За последний месяц впервые снизошел на Никона какой-то особенный покой: вроде бы все замысленное исполнилось, можно и помирать. Но отчего тогда сердце так неровно и гулко пурхает, и ровно бы кто подтыкивает в бока и спину, не дает с толком обдумать будущие часы? Никон почасту ворошится в мехах, откидывает край тяжелой одеяльницы, достает из лисьей шубы медный неотлучный складень и молит у Матери прощения всяческих грехов. Потом долго запихивает образ обратно под шубу и мантию, и дорожную теплую рясу на беличьих мехах на шерстнатую грудь, во всполошливое подвздошье рядом с верижным крестом. Туда вспархивает ледяная струя, обжигает тело, Никон ненадолго отвлекается, как-то молодо выпрастывается из покровца и пытается, по-орлиному крутя головою, пристально смотреть на призрачную дорогу и на черный елинник в снежной кухте, и на ближнего вершника, покрытого инеем. Не так ли когда-то Никон попадал из заштатного Кожеозерского монастырька, никому не ведомый иеромонах, выбранный волею северной братии в настоятели, спешил на Москву, чтобы выбить там для братии спасительную в тяжкой нужде милостыньку. Боже ж ты мой! Двадцать лет минуло, и все случившееся не сон ли? Ткнуть бы посохом в спину Шушере и велеть, де, поворачивай назад. Чего втемяшилось? ведь возвращаешься, извратник, на власть, забыв гордость, как пес на свою блевотину.

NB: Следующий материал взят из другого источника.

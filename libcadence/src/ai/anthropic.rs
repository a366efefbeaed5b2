//! Anthropic content provider

use async_trait::async_trait;
use reqwest::Client;
use serde::{Deserialize, Serialize};

use crate::error::{AiError, Result};

use super::{build_prompt, parse::parse_generated, ContentGenerator, GeneratedContent, GenerationRequest};

const ANTHROPIC_API_URL: &str = "https://api.anthropic.com/v1";
const ANTHROPIC_VERSION: &str = "2023-06-01";
const ANTHROPIC_MODEL: &str = "claude-sonnet-4-20250514";

#[derive(Debug, Serialize)]
struct MessagesRequest {
    model: String,
    max_tokens: u32,
    messages: Vec<Message>,
}

#[derive(Debug, Serialize)]
struct Message {
    role: String,
    content: String,
}

#[derive(Debug, Deserialize)]
struct MessagesResponse {
    content: Option<Vec<ContentBlock>>,
}

#[derive(Debug, Deserialize)]
struct ContentBlock {
    text: Option<String>,
}

pub struct AnthropicGenerator {
    http: Client,
    api_key: String,
    base_url: String,
}

impl AnthropicGenerator {
    pub fn new(api_key: String) -> Self {
        Self {
            http: Client::new(),
            api_key,
            base_url: ANTHROPIC_API_URL.to_string(),
        }
    }
}

#[async_trait]
impl ContentGenerator for AnthropicGenerator {
    async fn generate(&self, request: &GenerationRequest) -> Result<GeneratedContent> {
        let prompt = build_prompt(request);

        let body = MessagesRequest {
            model: ANTHROPIC_MODEL.to_string(),
            max_tokens: 1024,
            messages: vec![Message {
                role: "user".to_string(),
                content: prompt,
            }],
        };

        let response = self
            .http
            .post(format!("{}/messages", self.base_url))
            .header("x-api-key", &self.api_key)
            .header("anthropic-version", ANTHROPIC_VERSION)
            .json(&body)
            .send()
            .await
            .map_err(|e| AiError::Http(format!("Anthropic request failed: {}", e)))?;

        if !response.status().is_success() {
            let status = response.status();
            let detail = response.text().await.unwrap_or_default();
            return Err(
                AiError::Provider(format!("Anthropic API error ({}): {}", status, detail)).into(),
            );
        }

        let parsed: MessagesResponse = response
            .json()
            .await
            .map_err(|e| AiError::Http(format!("Anthropic response unreadable: {}", e)))?;

        let text = parsed
            .content
            .and_then(|mut blocks| blocks.drain(..).next())
            .and_then(|block| block.text)
            .ok_or(AiError::EmptyResponse)?;

        Ok(parse_generated(&text))
    }

    fn name(&self) -> &str {
        "anthropic"
    }
}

...Полноте судить: государь мне милость положил, молит собинного друга забыть обиду. Ну, погорячились, втемяшилось дурное в башку, с кем не бывает? Но опомнились ради православной Руси, позабыли неразумную прю. И Спас наш тому свидетель и покровитель...

Тишина стояла неземная, словно бы сам Вседержитель, наклонившись с небесного престола, с любовию и терпением вглядывался в лежащую у его стоп неразумную землю. К утру стужа окрепла, и монахи, что помоложе, не сдержавшись, побежали вслед за розвальнями, ухватившись за задний щит. Морозный пар завис над дорогою. И вдруг как бы потеплело: это верст за десять уже послышалась престольная; малиновый, не пресекающийся звон заколыбался в воздухе, разлился, растворяясь в каждой струе его. Под колокольный гуд и попали в Москву часа за полпята до света. Постучали в запертые Никитские ворота, и архимандрит Герасим объявил часовому стрельцу в смотровое оконце, де, едет звенигородская власть из Саввина монастыря. И были пропущены без пререковы. Так же, исхитрясь, сказали и у Смоленских ворот, и у Троицких, и у Отводной башни, а влезши обманом в Кремль, быстро направились к Успенскому собору.

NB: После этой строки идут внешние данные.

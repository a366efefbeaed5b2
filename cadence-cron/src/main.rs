//! cadence-cron - HTTP trigger service for scheduled work
//!
//! Exposes the three cron entry points as GET endpoints, each gated by a
//! bearer-token shared secret:
//!
//!   GET /cron/generate  - run due pipelines (content generation)
//!   GET /cron/publish   - publish due posts (+ image backfill)
//!   GET /cron/retry     - reattempt failed posts within retry bounds
//!
//! Endpoints return a success envelope with per-item outcomes even when some
//! items failed; only systemic failures produce a top-level error response.

use std::path::PathBuf;
use std::sync::Arc;

use axum::extract::State;
use axum::http::{header, HeaderMap, StatusCode};
use axum::response::{IntoResponse, Response};
use axum::routing::get;
use axum::{Json, Router};
use clap::Parser;
use serde::Serialize;
use serde_json::json;
use tracing::{error, info};

use libcadence::ai::{build_content_generator, build_image_generator};
use libcadence::platforms::AdapterRegistry;
use libcadence::publisher::{PublishOptions, Publisher};
use libcadence::runner::PipelineRunner;
use libcadence::storage::LocalImageStore;
use libcadence::{Config, Database};

#[derive(Parser, Debug)]
#[command(name = "cadence-cron")]
#[command(version)]
#[command(about = "HTTP trigger service for scheduled generation and publishing")]
struct Cli {
    /// Path to the config file (overrides CADENCE_CONFIG)
    #[arg(long, value_name = "PATH")]
    config: Option<PathBuf>,

    /// Bind address (overrides config)
    #[arg(long, value_name = "ADDR")]
    bind: Option<String>,
}

struct AppState {
    runner: PipelineRunner,
    publisher: Publisher,
    secret: String,
}

#[tokio::main]
async fn main() -> anyhow::Result<()> {
    let cli = Cli::parse();
    libcadence::logging::init_default();

    let config = match &cli.config {
        Some(path) => Config::load_from_path(path)?,
        None => Config::load()?,
    };

    // Missing shared secret is a configuration error: refuse to start
    // rather than serve unauthenticated triggers.
    let secret = config.cron_secret()?.to_string();

    let db = Database::new(&config.database.path).await?;
    let http = reqwest::Client::new();

    let runner = PipelineRunner::new(db.clone(), build_content_generator(&config.ai)?);
    let publisher = Publisher::new(
        db.clone(),
        AdapterRegistry::standard(http, db.clone(), &config.twitter),
        build_image_generator(&config.ai)?,
        Box::new(LocalImageStore::from_config(&config.images)),
        PublishOptions::from(&config.publishing),
    );

    let state = Arc::new(AppState {
        runner,
        publisher,
        secret,
    });

    let app = Router::new()
        .route("/cron/generate", get(generate_handler))
        .route("/cron/publish", get(publish_handler))
        .route("/cron/retry", get(retry_handler))
        .with_state(state);

    let bind = cli.bind.unwrap_or(config.cron.bind);
    info!("cadence-cron listening on {}", bind);

    let listener = tokio::net::TcpListener::bind(&bind).await?;
    axum::serve(listener, app).await?;

    Ok(())
}

/// Compare the Authorization header against the shared secret. Rejects
/// before any core logic runs.
fn authorized(headers: &HeaderMap, secret: &str) -> bool {
    headers
        .get(header::AUTHORIZATION)
        .and_then(|value| value.to_str().ok())
        .map(|value| value == format!("Bearer {}", secret))
        .unwrap_or(false)
}

fn unauthorized() -> Response {
    (
        StatusCode::UNAUTHORIZED,
        Json(json!({ "error": "unauthorized" })),
    )
        .into_response()
}

fn internal_error(message: String) -> Response {
    (
        StatusCode::INTERNAL_SERVER_ERROR,
        Json(json!({ "error": message })),
    )
        .into_response()
}

/// Wrap a scan report in the success envelope.
fn envelope<T: Serialize>(report: &T) -> Response {
    match serde_json::to_value(report) {
        Ok(mut value) => {
            if let Some(object) = value.as_object_mut() {
                object.insert("success".to_string(), json!(true));
            }
            (StatusCode::OK, Json(value)).into_response()
        }
        Err(e) => internal_error(e.to_string()),
    }
}

async fn generate_handler(State(state): State<Arc<AppState>>, headers: HeaderMap) -> Response {
    if !authorized(&headers, &state.secret) {
        return unauthorized();
    }

    let now = chrono::Utc::now().timestamp();
    match state.runner.run_due_pipelines(now).await {
        Ok(report) => envelope(&report),
        Err(e) => {
            error!("pipeline cron failed: {}", e);
            internal_error(e.to_string())
        }
    }
}

async fn publish_handler(State(state): State<Arc<AppState>>, headers: HeaderMap) -> Response {
    if !authorized(&headers, &state.secret) {
        return unauthorized();
    }

    let now = chrono::Utc::now().timestamp();
    match state.publisher.run_due_publishing(now).await {
        Ok(report) => envelope(&report),
        Err(e) => {
            error!("publish cron failed: {}", e);
            internal_error(e.to_string())
        }
    }
}

async fn retry_handler(State(state): State<Arc<AppState>>, headers: HeaderMap) -> Response {
    if !authorized(&headers, &state.secret) {
        return unauthorized();
    }

    let now = chrono::Utc::now().timestamp();
    match state.publisher.run_retries(now).await {
        Ok(report) => envelope(&report),
        Err(e) => {
            error!("retry cron failed: {}", e);
            internal_error(e.to_string())
        }
    }
}
//! Error types for Cadence

use thiserror::Error;

pub type Result<T> = std::result::Result<T, CadenceError>;

#[derive(Error, Debug)]
pub enum CadenceError {
    #[error("Configuration error: {0}")]
    Config(#[from] ConfigError),

    #[error("Database error: {0}")]
    Database(#[from] DbError),

    #[error("Platform error: {0}")]
    Platform(#[from] PlatformError),

    #[error("AI provider error: {0}")]
    Ai(#[from] AiError),

    #[error("Storage error: {0}")]
    Storage(#[from] std::io::Error),

    #[error("Invalid input: {0}")]
    InvalidInput(String),
}

impl CadenceError {
    /// Returns the appropriate exit code for this error
    pub fn exit_code(&self) -> i32 {
        match self {
            CadenceError::InvalidInput(_) => 3,
            CadenceError::Platform(PlatformError::Authentication(_)) => 2,
            CadenceError::Config(_) => 2,
            _ => 1,
        }
    }
}

#[derive(Error, Debug)]
pub enum ConfigError {
    #[error("Failed to read config file: {0}")]
    ReadError(#[from] std::io::Error),

    #[error("Failed to parse config: {0}")]
    ParseError(#[from] toml::de::Error),

    #[error("Missing required field: {0}")]
    MissingField(String),
}

#[derive(Error, Debug)]
pub enum DbError {
    #[error("Database operation failed: {0}")]
    SqlxError(#[from] sqlx::Error),

    #[error("Migration failed: {0}")]
    MigrationError(#[from] sqlx::migrate::MigrateError),

    #[error("IO error: {0}")]
    IoError(#[from] std::io::Error),

    #[error("Corrupt row: {0}")]
    Decode(String),
}

#[derive(Error, Debug, Clone)]
pub enum PlatformError {
    #[error("Authentication failed: {0}")]
    Authentication(String),

    #[error("Posting failed: {0}")]
    Posting(String),

    #[error("Network error: {0}")]
    Network(String),
}

#[derive(Error, Debug, Clone)]
pub enum AiError {
    #[error("Request failed: {0}")]
    Http(String),

    #[error("Provider rejected the request: {0}")]
    Provider(String),

    #[error("Provider returned no content")]
    EmptyResponse,
}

На Ивановской площади костры горели прямым трескучим пламенем. Луна сгасла, сошла на нет, и в дегтярной предутренней темени иссиня-багровые огни казались угрозливыми, призывающими к смуте. Никон откинул медвежью полсть, сбросил с плеч шубу, молодо выпростался из кибитки, размял ноги, пристукивая в хрусткий снег батогом. Костры пламенели в ночи, как диковинные звери. Никон зачарованно уставился; на миг ему показалось, что они, подмаргивая из тьмы, сулили верный успех ему. Тут незваное посольство с Истры сбилось в ватагу по должному монашьему чину, и Шушера, испросив благословения, вывел патриарха из задумчивости...

Москва молилась, и никто, пожалуй, кроме боярина Зюзина, не знал о появлении Отца.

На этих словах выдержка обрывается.